Source data START

//! Integration tests for configuration loading and validation.

use std::time::Duration;

use camino::Utf8PathBuf;
use cap_std::{ambient_authority, fs_utf8::Dir};
use hopkube::test_support::EnvGuard;
use hopkube::{ClientConfig, ConfigError};
use rstest::*;
use tempfile::TempDir;

#[fixture]
fn valid_config() -> ClientConfig {
    ClientConfig {
        endpoint: String::from("https://backend.example/api/operations"),
        api_token: Some(String::from("token-example")),
        request_timeout_secs: 30,
        operation_timeout_secs: 600,
    }
}

/// Each rejected field names both the environment variable and the TOML key
/// that would fix it.
#[rstest]
#[case::endpoint(
    |cfg: &mut ClientConfig| cfg.endpoint.clear(),
    "HOPKUBE_ENDPOINT",
    "endpoint"
)]
#[case::token(
    |cfg: &mut ClientConfig| cfg.api_token = Some(String::from(" ")),
    "HOPKUBE_API_TOKEN",
    "api_token"
)]
#[case::request_timeout(
    |cfg: &mut ClientConfig| cfg.request_timeout_secs = 0,
    "HOPKUBE_REQUEST_TIMEOUT_SECS",
    "request_timeout_secs"
)]
fn validation_errors_are_actionable(
    valid_config: ClientConfig,
    #[case] mutate: fn(&mut ClientConfig),
    #[case] env_var: &str,
    #[case] toml_key: &str,
) {
    let mut cfg = valid_config;
    mutate(&mut cfg);

    let message = cfg
        .validate()
        .expect_err("validation should fail")
        .to_string();
    assert!(message.contains(env_var), "should mention {env_var}: {message}");
    assert!(message.contains(toml_key), "should mention {toml_key}: {message}");
    assert!(message.contains("hopkube.toml"), "should mention config file: {message}");
}

#[rstest]
fn empty_endpoint_is_a_missing_field(valid_config: ClientConfig) {
    let cfg = ClientConfig {
        endpoint: String::new(),
        ..valid_config
    };
    assert!(matches!(cfg.validate(), Err(ConfigError::MissingField(_))));
}

#[tokio::test]
async fn environment_overrides_defaults() {
    let _guard = EnvGuard::set_vars(&[
        ("HOPKUBE_ENDPOINT", "http://127.0.0.1:9000/operations"),
        ("HOPKUBE_OPERATION_TIMEOUT_SECS", "0"),
    ])
    .await;

    let cfg = ClientConfig::load_without_cli_args()
        .unwrap_or_else(|err| panic!("load from env: {err}"));

    assert_eq!(cfg.endpoint, "http://127.0.0.1:9000/operations");
    assert_eq!(cfg.operation_timeout(), None);
    assert_eq!(cfg.request_timeout(), Duration::from_secs(30));
    cfg.connect()
        .unwrap_or_else(|err| panic!("connect from env: {err}"));
}

#[tokio::test]
async fn explicit_config_file_is_loaded() {
    let tmp = TempDir::new().unwrap_or_else(|err| panic!("tempdir: {err}"));
    let root = Utf8PathBuf::from_path_buf(tmp.path().to_path_buf())
        .unwrap_or_else(|path| panic!("temp dir should be utf8: {}", path.display()));
    Dir::open_ambient_dir(&root, ambient_authority())
        .unwrap_or_else(|err| panic!("open temp dir: {err}"))
        .write(
            "hopkube.toml",
            "endpoint = \"https://ops.example/api\"\nrequest_timeout_secs = 5\n",
        )
        .unwrap_or_else(|err| panic!("write config: {err}"));
    let path = root.join("hopkube.toml");

    let _guard = EnvGuard::set_vars(&[("HOPKUBE_CONFIG_PATH", path.as_str())]).await;
    let cfg = ClientConfig::load_without_cli_args()
        .unwrap_or_else(|err| panic!("load from file: {err}"));

    assert_eq!(cfg.endpoint, "https://ops.example/api");
    assert_eq!(cfg.request_timeout(), Duration::from_secs(5));
    assert_eq!(cfg.operation_timeout(), Some(Duration::from_secs(1800)));
}
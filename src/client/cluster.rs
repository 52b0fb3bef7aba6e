//! Bootstrap, rebuild, and teardown commands.
//!
//! These run on the remote side without any membership checks; the
//! [`crate::orchestrator::ClusterOrchestrator`] layers the topology guards
//! and registry bookkeeping on top.

use super::ClusterClient;
use crate::error::ClusterError;
use crate::operation::{
    DeleteMaster, DeleteWorker, InstallFirstMaster, InstallLoadBalancer, JoinMaster, JoinWorker,
    RebuildFirstMaster, RebuildHa, RebuildMaster, RebuildWorker, RemoveNode,
};
use crate::result::CommandResult;
use crate::transport::Transport;

impl<T: Transport> ClusterClient<T> {
    /// Installs the control-plane load balancer.
    ///
    /// # Errors
    ///
    /// See [`ClusterClient::call`].
    pub async fn install_load_balancer(
        &self,
        request: InstallLoadBalancer,
    ) -> Result<CommandResult, ClusterError> {
        self.call(request).await
    }

    /// Bootstraps the first control-plane node. A second call against a
    /// bootstrapped cluster is reported by the backend as a domain error.
    ///
    /// # Errors
    ///
    /// See [`ClusterClient::call`].
    pub async fn install_first_master(
        &self,
        request: InstallFirstMaster,
    ) -> Result<CommandResult, ClusterError> {
        self.call(request).await
    }

    /// Joins an additional master through `request.main_id`.
    ///
    /// # Errors
    ///
    /// See [`ClusterClient::call`].
    pub async fn join_master(&self, request: JoinMaster) -> Result<CommandResult, ClusterError> {
        self.call(request).await
    }

    /// Joins a worker through `request.main_id`.
    ///
    /// # Errors
    ///
    /// See [`ClusterClient::call`].
    pub async fn join_worker(&self, request: JoinWorker) -> Result<CommandResult, ClusterError> {
        self.call(request).await
    }

    /// Rebuilds the first master in place.
    ///
    /// # Errors
    ///
    /// See [`ClusterClient::call`].
    pub async fn rebuild_first_master(
        &self,
        request: InstallFirstMaster,
    ) -> Result<CommandResult, ClusterError> {
        self.call(RebuildFirstMaster(request)).await
    }

    /// Rebuilds a joined master.
    ///
    /// # Errors
    ///
    /// See [`ClusterClient::call`].
    pub async fn rebuild_master(&self, request: JoinMaster) -> Result<CommandResult, ClusterError> {
        self.call(RebuildMaster(request)).await
    }

    /// Rebuilds a worker.
    ///
    /// # Errors
    ///
    /// See [`ClusterClient::call`].
    pub async fn rebuild_worker(&self, request: JoinWorker) -> Result<CommandResult, ClusterError> {
        self.call(RebuildWorker(request)).await
    }

    /// Repairs load balancer routing to the control plane.
    ///
    /// # Errors
    ///
    /// See [`ClusterClient::call`].
    pub async fn rebuild_ha(
        &self,
        request: InstallLoadBalancer,
    ) -> Result<CommandResult, ClusterError> {
        self.call(RebuildHa(request)).await
    }

    /// Removes a control-plane node.
    ///
    /// # Errors
    ///
    /// See [`ClusterClient::call`].
    pub async fn delete_master(&self, request: DeleteMaster) -> Result<CommandResult, ClusterError> {
        self.call(request).await
    }

    /// Drains and removes a worker.
    ///
    /// # Errors
    ///
    /// See [`ClusterClient::call`].
    pub async fn delete_worker(&self, request: DeleteWorker) -> Result<CommandResult, ClusterError> {
        self.call(request).await
    }

    /// Removes a node by name without role-specific cleanup.
    ///
    /// # Errors
    ///
    /// See [`ClusterClient::call`].
    pub async fn remove_node(&self, request: RemoveNode) -> Result<CommandResult, ClusterError> {
        self.call(request).await
    }
}
//! Role checks applied before topology changes.

#[path = "common/cluster.rs"]
mod cluster;

use std::sync::Arc;

use hopkube::operation::SetInfraPermission;
use hopkube::test_support::InMemoryBackend;
use hopkube::{ClusterClient, ClusterError, ClusterOrchestrator, ErrorClass, PermissionRole};

use cluster::{cluster, spec};

fn acting(
    backend: &Arc<InMemoryBackend>,
    user_id: &str,
) -> ClusterOrchestrator<Arc<InMemoryBackend>> {
    ClusterOrchestrator::new(ClusterClient::new(Arc::clone(backend))).acting_as(user_id)
}

#[tokio::test]
async fn user_without_a_grant_changes_nothing() {
    let env = cluster();
    let stranger = env.backend.seed_user("stranger@example.com");

    let err = acting(&env.backend, &stranger)
        .install_first_master(&env.infra, spec("master-1"), None)
        .await
        .expect_err("no grant");

    assert!(matches!(err, ClusterError::PermissionDenied { .. }));
    assert_eq!(err.class(), ErrorClass::Permission);
    assert!(env.backend.calls_to("installFirstMaster").is_empty());
}

#[tokio::test]
async fn members_observe_and_admins_change_topology() {
    let env = cluster();
    let member = env.backend.seed_user("dev@example.com");
    let admin = env.backend.seed_user("ops@example.com");
    env.backend.grant(&env.infra, &member, PermissionRole::Member);
    env.backend.grant(&env.infra, &admin, PermissionRole::Admin);

    let as_admin = acting(&env.backend, &admin);
    let master = as_admin
        .install_first_master(&env.infra, spec("master-1"), None)
        .await
        .expect("admin installs");

    let as_member = acting(&env.backend, &member);
    let status = as_member
        .observe_node(&master.id)
        .await
        .expect("member observes");
    assert!(status.status.is_healthy());

    let err = as_member
        .join_worker(&env.infra, spec("worker-1"), &master.id)
        .await
        .expect_err("member cannot join nodes");
    assert!(matches!(err, ClusterError::PermissionDenied { .. }));
    assert!(env.backend.calls_to("joinWorker").is_empty());
}

#[tokio::test]
async fn grants_are_managed_through_the_client() {
    let env = cluster();
    let user = env.backend.seed_user("dev@example.com");
    let client = env.orchestrator.client();

    let granted = client
        .set_infra_permission(SetInfraPermission {
            infra_id: env.infra.clone(),
            user_id: user.clone(),
            role: PermissionRole::Member,
        })
        .await
        .expect("grant");
    assert_eq!(granted.user_email, "dev@example.com");

    let promoted = client
        .set_infra_permission(SetInfraPermission {
            infra_id: env.infra.clone(),
            user_id: user.clone(),
            role: PermissionRole::Admin,
        })
        .await
        .expect("promote");
    assert_eq!(promoted.role, PermissionRole::Admin);
    let grants = client
        .get_infra_permissions(env.infra.clone())
        .await
        .expect("grants");
    assert_eq!(grants.len(), 1);

    client
        .remove_infra_permission(env.infra.clone(), user.clone())
        .await
        .expect("revoke");
    let err = client
        .authorize(&user, &env.infra, PermissionRole::Member)
        .await
        .expect_err("revoked");
    assert_eq!(err.class(), ErrorClass::Permission);

    let users = client.get_all_users().await.expect("users");
    assert!(users.iter().any(|known| known.id == user));
}
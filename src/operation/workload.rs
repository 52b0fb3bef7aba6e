//! Namespace and pod scoped requests for a working cluster.

use serde::{Deserialize, Serialize};

use super::Validate;
use crate::credential::Credential;
use crate::error::ValidationError;
use crate::hops::HopChain;

fn require_secret(credential: &Credential, field: &str) -> Result<(), ValidationError> {
    if credential.is_blank() {
        return Err(ValidationError::new(field, "must not be empty"));
    }
    Ok(())
}

/// Addresses a namespace through a master.
#[derive(Clone, Debug, Deserialize, Eq, PartialEq, Serialize)]
#[serde(rename_all = "camelCase")]
pub struct NamespaceRef {
    /// Registry id of the master the call runs on.
    pub server_id: String,
    /// Route to that master.
    pub hops: HopChain,
    /// Namespace name.
    pub namespace: String,
}

impl Validate for NamespaceRef {
    fn validate(&self) -> Result<(), ValidationError> {
        ValidationError::require(&self.server_id, "serverId")?;
        self.hops.require("hops")?;
        ValidationError::require(&self.namespace, "namespace")
    }
}

/// Addresses a pod through a master.
#[derive(Clone, Debug, Deserialize, Eq, PartialEq, Serialize)]
#[serde(rename_all = "camelCase")]
pub struct PodRef {
    /// Registry id of the master the call runs on.
    pub server_id: String,
    /// Route to that master.
    pub hops: HopChain,
    /// Namespace of the pod.
    pub namespace: String,
    /// Pod name.
    pub pod_name: String,
}

impl Validate for PodRef {
    fn validate(&self) -> Result<(), ValidationError> {
        ValidationError::require(&self.server_id, "serverId")?;
        self.hops.require("hops")?;
        ValidationError::require(&self.namespace, "namespace")?;
        ValidationError::require(&self.pod_name, "podName")
    }
}

/// Reads a namespace and the pods inside it.
#[derive(Clone, Debug, Deserialize, Eq, PartialEq, Serialize)]
#[serde(transparent)]
pub struct GetNamespaceStatus(pub NamespaceRef);

/// Deletes a namespace and everything in it.
#[derive(Clone, Debug, Deserialize, Eq, PartialEq, Serialize)]
#[serde(transparent)]
pub struct DeleteNamespace(pub NamespaceRef);

/// Reads one pod.
#[derive(Clone, Debug, Deserialize, Eq, PartialEq, Serialize)]
#[serde(transparent)]
pub struct GetPodStatus(pub PodRef);

/// Restarts one pod.
#[derive(Clone, Debug, Deserialize, Eq, PartialEq, Serialize)]
#[serde(transparent)]
pub struct RestartPod(pub PodRef);

/// Deletes one pod.
#[derive(Clone, Debug, Deserialize, Eq, PartialEq, Serialize)]
#[serde(transparent)]
pub struct DeletePod(pub PodRef);

impl Validate for GetNamespaceStatus {
    fn validate(&self) -> Result<(), ValidationError> {
        self.0.validate()
    }
}

impl Validate for DeleteNamespace {
    fn validate(&self) -> Result<(), ValidationError> {
        self.0.validate()
    }
}

impl Validate for GetPodStatus {
    fn validate(&self) -> Result<(), ValidationError> {
        self.0.validate()
    }
}

impl Validate for RestartPod {
    fn validate(&self) -> Result<(), ValidationError> {
        self.0.validate()
    }
}

impl Validate for DeletePod {
    fn validate(&self) -> Result<(), ValidationError> {
        self.0.validate()
    }
}

/// Fetches the logs of a pod.
#[derive(Clone, Debug, Deserialize, Eq, PartialEq, Serialize)]
#[serde(rename_all = "camelCase")]
pub struct GetPodLogs {
    /// Registry id of the master the call runs on.
    pub server_id: String,
    /// Route to that master.
    pub hops: HopChain,
    /// Namespace of the pod.
    pub namespace: String,
    /// Pod name.
    pub pod_name: String,
    /// Limit to the last N lines.
    #[serde(default, skip_serializing_if = "Option::is_none")]
    pub tail_lines: Option<u32>,
}

impl Validate for GetPodLogs {
    fn validate(&self) -> Result<(), ValidationError> {
        ValidationError::require(&self.server_id, "serverId")?;
        self.hops.require("hops")?;
        ValidationError::require(&self.namespace, "namespace")?;
        ValidationError::require(&self.pod_name, "podName")
    }
}

/// Source repository credentials for a deployment.
#[derive(Clone, Debug, Deserialize, Eq, PartialEq, Serialize)]
#[serde(rename_all = "camelCase")]
pub struct GitCredentials {
    /// Clone URL.
    pub repository_url: String,
    /// Branch to build; the backend default applies when absent.
    #[serde(default, skip_serializing_if = "Option::is_none")]
    pub branch: Option<String>,
    /// Git user.
    pub username: String,
    /// Git token or password.
    pub token: Credential,
}

/// Container registry credentials for a deployment.
#[derive(Clone, Debug, Deserialize, Eq, PartialEq, Serialize)]
#[serde(rename_all = "camelCase")]
pub struct RegistryCredentials {
    /// Registry URL.
    pub url: String,
    /// Registry user.
    pub username: String,
    /// Registry password.
    pub password: Credential,
}

/// Builds and deploys a workload; a black-box remote job.
#[derive(Clone, Debug, Deserialize, Eq, PartialEq, Serialize)]
#[serde(rename_all = "camelCase")]
pub struct DeployKubernetes {
    /// Registry id of the master the job runs on.
    pub server_id: String,
    /// Route to that master.
    pub hops: HopChain,
    /// Target namespace; the backend default applies when absent.
    #[serde(default, skip_serializing_if = "Option::is_none")]
    pub namespace: Option<String>,
    /// Source repository credentials.
    pub git: GitCredentials,
    /// Container registry credentials.
    pub registry: RegistryCredentials,
}

impl Validate for DeployKubernetes {
    fn validate(&self) -> Result<(), ValidationError> {
        ValidationError::require(&self.server_id, "serverId")?;
        self.hops.require("hops")?;
        ValidationError::require(&self.git.repository_url, "git.repositoryUrl")?;
        ValidationError::require(&self.git.username, "git.username")?;
        require_secret(&self.git.token, "git.token")?;
        ValidationError::require(&self.registry.url, "registry.url")?;
        ValidationError::require(&self.registry.username, "registry.username")?;
        require_secret(&self.registry.password, "registry.password")
    }
}

/// State of one pod.
#[derive(Clone, Debug, Deserialize, Eq, PartialEq, Serialize)]
#[serde(rename_all = "camelCase")]
pub struct PodStatus {
    /// Pod name.
    pub name: String,
    /// Namespace of the pod.
    pub namespace: String,
    /// Pod phase such as `Running`.
    pub phase: String,
    /// Whether all containers are ready.
    #[serde(default)]
    pub ready: bool,
    /// Container restart count.
    #[serde(default)]
    pub restarts: u32,
    /// Node the pod is scheduled on.
    #[serde(default, skip_serializing_if = "Option::is_none")]
    pub node: Option<String>,
}

/// State of a namespace and its pods.
#[derive(Clone, Debug, Deserialize, Eq, PartialEq, Serialize)]
#[serde(rename_all = "camelCase")]
pub struct NamespaceStatus {
    /// Namespace name.
    pub name: String,
    /// Namespace phase such as `Active`.
    pub phase: String,
    /// Pods in the namespace.
    #[serde(default)]
    pub pods: Vec<PodStatus>,
}

/// Result of `getPodLogs`.
#[derive(Clone, Debug, Deserialize, Eq, PartialEq, Serialize)]
#[serde(rename_all = "camelCase")]
pub struct PodLogs {
    /// Whether the pod still existed when the logs were fetched.
    pub pod_exists: bool,
    /// Log body; empty when the pod is gone.
    #[serde(default)]
    pub logs: String,
}

impl PodLogs {
    /// The log body, or `None` when the pod no longer exists. An empty body
    /// for an existing pod is `Some("")`.
    #[must_use]
    pub fn body(&self) -> Option<&str> {
        self.pod_exists.then_some(self.logs.as_str())
    }
}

Source data END

Task item => Copy each line of the listing above that contains the word "username".

Answer below =>
    pub username: String,
    pub username: String,
        ValidationError::require(&self.git.username, "git.username")?;
        ValidationError::require(&self.registry.username, "registry.username")?;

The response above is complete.